Kin selection and Evolution of Sympathy Ted Bergstrom

Games between relatives Symmetric two-player game –Payoff function M(x1,x2) Degree of relatedness r. –Probability that if you are a mutant, your opponent is like you. If normals use strategy x and mutant uses y, expected payoff to mutant is V(y,x)=rM(y,y)+(1-r)M(y,x)

Equilibrium in strategies Individuals hard-wired for strategies. Reproduction rate determined by payoff in two player games Strategy x is equilibrium if V(y,x)<=V(x,x) for all y. That is, if x is a symmetric Nash equilibrium for game with payoff function V(y,x)=rM(y,y)+(1- r)M(y,x)

Reaction functions or utility functions For humans, set of possible strategies is enormous –Would have to encode response functions to others’ strategies –Beyond memory capacity Preferences and utility functions an alternative object of selection. –Individuals would need notion of causality and ability to take actions to optimize on preferences.

What would utility functions be? Could be the functions V(y,x)=rM(y,y)+(1-r)M Could be sympathetic utilities: H(x,y)=M(x,y)+sM(y,x) Biologist William Hamilton’s calls this “inclusive fitness” and proposes s=r.

Alger-Weibull Theory: Transparent sympathies Alger and Weibull propose that 1)evolution acts on degrees of sympathy 2)Individuals know each other’s degree of sympathy 3)Outcomes are Nash equilibria for game with sympathetic preferences. 4)With sympathies, s1,s2, equilibrium strategies are x(s1,s2), x(s2,s1) 5)Selection is according to payoff V*(s1,s2)=V(x(s1,s2),x(s2,s1))

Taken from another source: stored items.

//! Controller poll cycle: input, edit, redraw-and-persist, fire.

use embedded_hal::{delay::DelayNs, digital::OutputPin};
use log::warn;

use crate::{
    edit::{Field, ParameterEditor},
    input::{InputEvent, InputEvents, InputSource},
    render::{self, CharacterDisplay},
    sequencer::{PulsePlan, PulseSequencer},
    settings::{SettingsLimits, SettingsStore, WeldSettings},
    storage,
};

const COARSE_STEP: u16 = 10;

#[derive(Clone, Copy, Debug, Eq, PartialEq)]
pub struct ControllerConfig {
    pub limits: SettingsLimits,
    pub coarse_step: u16,
}

impl ControllerConfig {
    pub const BUTTONS: Self = Self {
        limits: SettingsLimits::BUTTONS,
        coarse_step: COARSE_STEP,
    };

    pub const ENCODER: Self = Self {
        limits: SettingsLimits::ENCODER,
        coarse_step: COARSE_STEP,
    };
}

/// All mutable controller state, owned by the caller and threaded through
/// every [`Controller::poll_cycle`].
#[derive(Clone, Copy, Debug, Eq, PartialEq)]
pub struct ControllerState {
    pub settings: WeldSettings,
    pub cursor: Field,
    /// The screen is stale and must be redrawn (and the settings persisted).
    pub dirty: bool,
}

impl ControllerState {
    /// Fresh state; the first cycle draws the screen.
    pub const fn new(settings: WeldSettings) -> Self {
        Self {
            settings,
            cursor: Field::RepeatCount,
            dirty: true,
        }
    }
}

#[derive(Debug, Clone, Copy, Eq, PartialEq)]
pub enum ControllerError<InErr, DispErr, StoreErr, OutErr> {
    Input(InErr),
    Display(DispErr),
    Store(StoreErr),
    Output(OutErr),
}

type CycleError<IN, DSP, ST, OUT> = ControllerError<
    <IN as InputSource>::Error,
    <DSP as CharacterDisplay>::Error,
    <ST as SettingsStore>::Error,
    <OUT as embedded_hal::digital::ErrorType>::Error,
>;

/// What one poll cycle did.
#[derive(Clone, Copy, Debug, Default, Eq, PartialEq)]
pub struct CycleReport {
    pub redrawn: bool,
    pub saved: bool,
    pub fired: bool,
}

/// Owns the collaborators; the state lives in [`ControllerState`].
pub struct Controller<IN, DSP, ST, OUT, D> {
    input: IN,
    display: DSP,
    store: ST,
    sequencer: PulseSequencer<OUT, D>,
    editor: ParameterEditor,
}

impl<IN, DSP, ST, OUT, D> Controller<IN, DSP, ST, OUT, D>
where
    IN: InputSource,
    DSP: CharacterDisplay,
    ST: SettingsStore,
    OUT: OutputPin,
    D: DelayNs,
{
    pub fn new(
        input: IN,
        display: DSP,
        store: ST,
        sequencer: PulseSequencer<OUT, D>,
        config: ControllerConfig,
    ) -> Self {
        Self {
            input,
            display,
            store,
            sequencer,
            editor: ParameterEditor::new(config.limits, config.coarse_step),
        }
    }

    /// Loads settings (healing the store on first boot) and returns the
    /// initial state.
    pub fn boot(&mut self) -> ControllerState {
        let settings = storage::load_or_init(&mut self.store, self.editor.limits());
        ControllerState::new(settings)
    }

    pub fn display_mut(&mut self) -> &mut DSP {
        &mut self.display
    }

    pub fn store(&self) -> &ST {
        &self.store
    }

    /// Runs one cycle. A fault in one stage does not skip the others; the
    /// first fault is returned after the cycle completes.
    pub fn poll_cycle(
        &mut self,
        state: &mut ControllerState,
        now_ms: u64,
    ) -> Result<CycleReport, CycleError<IN, DSP, ST, OUT>> {
        let mut report = CycleReport::default();
        let mut fault = None;

        let events = match self.input.poll(now_ms) {
            Ok(events) => events,
            Err(err) => {
                fault = Some(ControllerError::Input(err));
                InputEvents::new()
            }
        };

        let mut fire_requested = false;
        for event in events {
            if event == InputEvent::Fire {
                fire_requested = true;
            } else if self
                .editor
                .apply(event, &mut state.settings, &mut state.cursor)
            {
                state.dirty = true;
            }
        }

        if state.dirty {
            // A failed draw leaves the screen stale, so it stays dirty and
            // the next cycle redraws.
            match render::draw_settings(&mut self.display, &state.settings, state.cursor) {
                Ok(()) => {
                    report.redrawn = true;
                    state.dirty = false;
                }
                Err(err) => {
                    fault = fault.or(Some(ControllerError::Display(err)));
                }
            }
            match self.store.save(&state.settings) {
                Ok(()) => report.saved = true,
                Err(err) => {
                    fault = fault.or(Some(ControllerError::Store(err)));
                }
            }
        }

        if fire_requested {
            match self.sequencer.fire(PulsePlan::from(&state.settings)) {
                Ok(()) => report.fired = true,
                Err(err) => {
                    warn!("fire aborted by output fault");
                    fault = fault.or(Some(ControllerError::Output(err)));
                }
            }
            state.dirty = true;
        }

        match fault {
            Some(err) => Err(err),
            None => Ok(report),
        }
    }
}

#[cfg(test)]
mod tests;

Alternative Theory: Opaque sympathies Selection is for utility and sympathy, not strategies (as in Alger-Weibull theory). Individuals cannot determine sympathies of others, can only observe actions. Mutants act as if probability that their opponent is like them is r. Normals almost never see mutants. They act as if opponent is sure to be a normal.

Equilibrium with opaque sympathies If M(y,x) is a concave function in its two arguments then equilibrium sympathy levels between persons with degree of relatedness r is s=r. –This is Hamilton’s rule. Proof First order conditions for symmetric Nash equilibrium are same for games with payoffs V and H. –Second order conditions satisfied if M concave.

Transparent sympathies Alger Weibull public goods model M(y,x)=F(y,x)-c(y) where F is a weakly concave symmetric production function and c(y) is the cost of exerting effort y. Assume c’’(y)>0.

Sympathy and joint production With sympathy s, person 1’s utility function is U(x,y)=M(x,y)+sM(y,x) =(1+s)F(x,y)-c(y) Equivalent to U*(x,y)=F(x,y)-c(y)/(1+s) For this game, sympathy and low aversion to work are equivalent.

Results Sign of cross partial dX_2(s1,s2)/ds1 is same as that of cross partial of production function If efforts of two workers are complements, then in equilibrium increased sympathy by one person increases equilibrium effort of the other. If substitutes, then increased sympathy decreases equilibrium effort of the other.

Implication If complementarity (substitutability) in production, then equilibrium sympathy level exceeds (is less than) coefficient of relatedness.